The Borneo Post (Sabah)

US budget deficit at US$3.13 trillion

- Dar Wong has 30 years of trading and hedging experience­s in global financial markets. The opinion is solely his own. He can be reached at dar@alaa.sg.

Fundamenta­l outlook

THE final tally for the US government’s budget deficit in fiscal 2020 came to US$3.13 trillion. The government’s debt totaled US$27 trillion at the end of the fiscal year.

US core consumer prices gained 0.2 per cent in October, in-line with consensus. Core producer prices, excluding food and energy, rose 0.4 per cent, beating than forecast.

US weekly claims for jobless benefits increased to 898,000 for the week ended October 10. Negotiatio­ns for a stimulus package between the Republican­s and Democrats dimmed, causing the stock market to wobble.

China bought 1.46 trillion yen in medium to long-term Japanese government bonds on a net basis between April and July.

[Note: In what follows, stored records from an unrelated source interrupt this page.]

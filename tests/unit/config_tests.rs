use std::path::PathBuf;
use std::time::Duration;

use doc_supervisor::config::GlobalConfig;

#[test]
fn minimal_config_uses_defaults() {
    let config = GlobalConfig::from_toml_str("channel_root = '/var/lib/doc-supervisor/channels'\n")
        .expect("minimal config should parse");

    assert_eq!(
        config.channel_root,
        PathBuf::from("/var/lib/doc-supervisor/channels")
    );
    assert!(config.worker_program.is_none());
    assert_eq!(config.cancel_poll_interval(), Duration::from_millis(200));
}

#[test]
fn full_config_parses() {
    let toml = r"
channel_root = '/srv/channels'
worker_program = '/usr/local/bin/doc-supervisor'
cancel_poll_millis = 50
";
    let config = GlobalConfig::from_toml_str(toml).unwrap();

    assert_eq!(
        config.worker_program().unwrap(),
        PathBuf::from("/usr/local/bin/doc-supervisor")
    );
    assert_eq!(config.cancel_poll_interval(), Duration::from_millis(50));
}

#[test]
fn worker_program_defaults_to_current_exe() {
    let config = GlobalConfig::from_toml_str("channel_root = '/srv/channels'\n").unwrap();
    assert_eq!(
        config.worker_program().unwrap(),
        std::env::current_exe().unwrap()
    );
}

#[test]
fn missing_channel_root_is_rejected() {
    let err = GlobalConfig::from_toml_str("cancel_poll_millis = 10\n").unwrap_err();
    assert!(err.to_string().starts_with("config:"));
}

#[test]
fn empty_channel_root_is_rejected() {
    let err = GlobalConfig::from_toml_str("channel_root = ''\n").unwrap_err();
    assert!(err.to_string().contains("channel_root must not be empty"));
}

#[test]
fn zero_poll_interval_is_rejected() {
    let toml = "channel_root = '/srv/channels'\ncancel_poll_millis = 0\n";
    let err = GlobalConfig::from_toml_str(toml).unwrap_err();
    assert!(err.to_string().contains("cancel_poll_millis"));
}

#[test]
fn unknown_keys_are_rejected() {
    let toml = "channel_root = '/srv/channels'\norphan_timeout_seconds = 10\n";
    assert!(GlobalConfig::from_toml_str(toml).is_err());
}

#[test]
fn load_from_path_reads_file() {
    let dir = tempfile::tempdir().unwrap();
    let path = dir.path().join("config.toml");
    std::fs::write(&path, "channel_root = '/srv/channels'\n").unwrap();

    let config = GlobalConfig::load_from_path(&path).unwrap();
    assert_eq!(config.channel_root, PathBuf::from("/srv/channels"));
}

#[test]
fn load_from_missing_path_fails() {
    let dir = tempfile::tempdir().unwrap();
    let err = GlobalConfig::load_from_path(dir.path().join("absent.toml")).unwrap_err();
    assert!(err.to_string().starts_with("config:"));
}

This is 3.6 times more than the purchase made the same period last year.

UK has initiated a lockdown, restrictin­g movements to control the spread of the Coronaviru­s Disease 2019 (Covid-19).

Covid-19 cases surged again in Europe. According to the World Health Organisati­on, Europe reported more than 7.4 million cases and 251,478 deaths related to Covid-19, rising at an alarming rate.

Technical forecast

US dollar/Japanese yen traded in a narrow range amidst mixed sentiments as predicted last week. The market is still expected to move within 105 to 106 this week until it breaks beyond. The trend can move in either direction due to the dollar’s underlying trend and traders are reminded to exercise caution.

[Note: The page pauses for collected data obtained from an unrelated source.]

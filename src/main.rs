#![forbid(unsafe_code)]

//! `doc-supervisor`: document supervisor and worker binary.
//!
//! `run` executes one document out-of-process (falling back to in-process
//! execution) and prints each result as a JSON line on stdout. `worker` is
//! the entry point the supervisor launches for the detached worker.

use std::io::Write;
use std::path::PathBuf;
use std::sync::Arc;

use clap::{Parser, Subcommand, ValueEnum};
use tracing::{error, info, warn};
use tracing_subscriber::{fmt, EnvFilter};

use doc_supervisor::channel::FileChannelFactory;
use doc_supervisor::config::{GlobalConfig, CHANNEL_ROOT_ENV};
use doc_supervisor::inproc::InProcExecutor;
use doc_supervisor::orchestrator::{DocumentStore, Executor, OutOfProcExecutor};
use doc_supervisor::persistence::JsonFileStore;
use doc_supervisor::plugin::ShellRunner;
use doc_supervisor::proc::{OsLivenessChecker, OsProcessLauncher};
use doc_supervisor::worker::WorkerSession;
use doc_supervisor::{AppError, CancelFlag, Result};

#[derive(Debug, Copy, Clone, Eq, PartialEq, ValueEnum)]
enum LogFormat {
    Text,
    Json,
}

#[derive(Debug, Parser)]
#[command(name = "doc-supervisor", about = "Out-of-process document supervisor", version, long_about = None)]
struct Cli {
    /// Log output format (text or json).
    #[arg(long, value_enum, default_value_t = LogFormat::Text, global = true)]
    log_format: LogFormat,

    #[command(subcommand)]
    command: Command,
}

#[derive(Debug, Subcommand)]
enum Command {
    /// Run one document and print its results as JSON lines.
    Run {
        /// Path to the TOML configuration file.
        #[arg(long)]
        config: PathBuf,

        /// Path to the JSON document state file.
        #[arg(long)]
        state: PathBuf,
    },
    /// Serve a document handed over by the supervisor.
    Worker {
        /// Document to serve.
        #[arg(long)]
        document_id: String,
    },
}

fn main() -> Result<()> {
    let args = Cli::parse();
    init_tracing(args.log_format)?;

    tokio::runtime::Builder::new_multi_thread()
        .enable_all()
        .build()
        .map_err(|err| AppError::Config(format!("failed to build tokio runtime: {err}")))?
        .block_on(async move {
            match args.command {
                Command::Run { config, state } => run_document(config, state).await,
                Command::Worker { document_id } => run_worker(&document_id).await,
            }
        })
}

async fn run_document(config_path: PathBuf, state_path: PathBuf) -> Result<()> {
    let config = GlobalConfig::load_from_path(&config_path)?;
    std::fs::create_dir_all(&config.channel_root)
        .map_err(|err| AppError::Config(format!("cannot create channel_root: {err}")))?;
    let channel_root = config
        .channel_root
        .canonicalize()
        .map_err(|err| AppError::Config(format!("invalid channel_root: {err}")))?;
    info!(channel_root = %channel_root.display(), "configuration loaded");

    let store = Arc::new(JsonFileStore::open(&state_path)?);
    let document_id = store.load().document_id;

    let fallback: Arc<dyn Executor> = Arc::new(InProcExecutor::new(Arc::new(ShellRunner::new())));
    let launcher = OsProcessLauncher::new()
        .with_env(CHANNEL_ROOT_ENV, channel_root.to_string_lossy());
    let executor = OutOfProcExecutor::new(
        Arc::new(FileChannelFactory::new(channel_root)),
        Arc::new(launcher),
        Arc::new(OsLivenessChecker),
        fallback,
        config.worker_program()?,
    )
    .with_poll_interval(config.cancel_poll_interval());

    let cancel = CancelFlag::new();
    let signal_flag = cancel.clone();
    tokio::spawn(async move {
        shutdown_signal().await;
        info!("shutdown signal received, detaching");
        signal_flag.request_shutdown();
    });

    info!(%document_id, "running document");
    let mut results = executor.run(cancel, store);
    let mut stdout = std::io::stdout();
    while let Some(result) = results.recv().await {
        let line = serde_json::to_string(&result)
            .map_err(|err| AppError::Io(format!("failed to encode result: {err}")))?;
        writeln!(stdout, "{line}")
            .and_then(|()| stdout.flush())
            .map_err(|err| AppError::Io(format!("failed to write result: {err}")))?;
    }

    info!(%document_id, "document run finished");
    Ok(())
}

async fn run_worker(document_id: &str) -> Result<()> {
    let channel_root = GlobalConfig::channel_root_from_env()?;
    let channels = FileChannelFactory::new(channel_root);
    let session = WorkerSession::open(&channels, document_id).map_err(|err| {
        error!(document_id, %err, "worker failed to open channel");
        err
    })?;

    match session.serve(&ShellRunner::new()).await {
        Ok(status) => {
            info!(document_id, ?status, "worker finished");
            Ok(())
        }
        Err(err) => {
            warn!(document_id, %err, "worker ended early");
            Err(err)
        }
    }
}

async fn shutdown_signal() {
    let ctrl_c = tokio::signal::ctrl_c();

    #[cfg(unix)]
    {
        match tokio::signal::unix::signal(tokio::signal::unix::SignalKind::terminate()) {
            Ok(mut sigterm) => {
                tokio::select! {
                    _ = ctrl_c => {}
                    _ = sigterm.recv() => {}
                }
            }
            Err(err) => {
                warn!(%err, "failed to register SIGTERM handler, using ctrl-c only");
                let _ = ctrl_c.await;
            }
        }
    }

    #[cfg(not(unix))]
    {
        if let Err(err) = ctrl_c.await {
            error!(%err, "ctrl-c signal handler failed");
        }
    }
}

fn init_tracing(log_format: LogFormat) -> Result<()> {
    let env_filter = EnvFilter::try_from_default_env().unwrap_or_else(|_| EnvFilter::new("info"));
    let subscriber = fmt()
        .with_env_filter(env_filter)
        .with_writer(std::io::stderr);

    match log_format {
        LogFormat::Text => subscriber
            .try_init()
            .map_err(|err| AppError::Config(format!("failed to init tracing: {err}")))?,
        LogFormat::Json => subscriber
            .json()
            .try_init()
            .map_err(|err| AppError::Config(format!("failed to init tracing: {err}")))?,
    }

    Ok(())
}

Euro/US dollar showed a possible downtrend on the day-chart. We forecast the trend will be contained initially from 1.16 to 1.18. Beware of a violation beneath 1.16 as this might initiate new selling sentiments in the market due to the rising dollar. As the US election approaches, the dollar will likely recover while the euro recedes.

British pound/US dollar exhibited a potential bearish trend just like the euro. We believe the market will be contained from 1.285 to 1.305. We predict the trend is prone to dive and this downtrend will initiate once the bears pierce beneath the 1.285 support. Our next lower target is 1.265.

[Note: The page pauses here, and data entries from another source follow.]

use std::path::PathBuf;

/// Errors surfaced by the todo.txt engine.
///
/// Per-line anomalies (malformed dates, unknown markers) never show up here;
/// the extractor treats them as absent fields.
#[derive(Debug, thiserror::Error)]
pub enum TodoError {
    #[error("invalid sort mode: '{0}'")]
    InvalidSortMode(String),
    #[error("invalid recurrence 'rec:{rule}': {reason}")]
    RecurrenceParse { rule: String, reason: String },
    #[error("file {} not found", .0.display())]
    MissingFile(PathBuf),
    #[error("could not read {}: {source}", path.display())]
    Read {
        path: PathBuf,
        source: std::io::Error,
    },
    #[error("could not write {}: {source}", path.display())]
    Write {
        path: PathBuf,
        source: std::io::Error,
    },
}

pub type Result<T> = std::result::Result<T, TodoError>;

WTI Crude prices remained unexciting last week as we predicted. The trend stayed largely from US$37 to US$42 per barrel for many weeks. The trend might trade in lower demand and revisit the lower band within the price window due to profit-taking activities and the recovering dollar. Practice risk control.

Crude Palm Oil (FCPO) Futures on Bursa Derivative­s toped RM3,000 per metric tonne. The market is encounteri­ng profit-taking activities and might face lower demand this week. January Futures contract settled at RM2,869 per metric tonne on Friday. We predict the resistance will emerge at RM2,920 per metric tonne in case of a short-term recovery. Downside target is at RM2,750 per metric tonne.

Gold prices have been resilient at US$1,920 per ounce with some selling forces on Friday. We foresee the trend will be contained from US$1,880 to US$1,920 per ounce initially. Beware of breaking beneath US$1,880 per ounce that might lead to US$1820 per ounce. The potential recovery of the dollar could lower gold prices ahead of the US election.

Silver prices could not go above the US$25.00 per ounce ast week. This week, we project the trend will dive to US$22.50 per ounce as our next target if gold prices fall. Traders should abandon short-view in case the prices reverse above US$25 per ounce.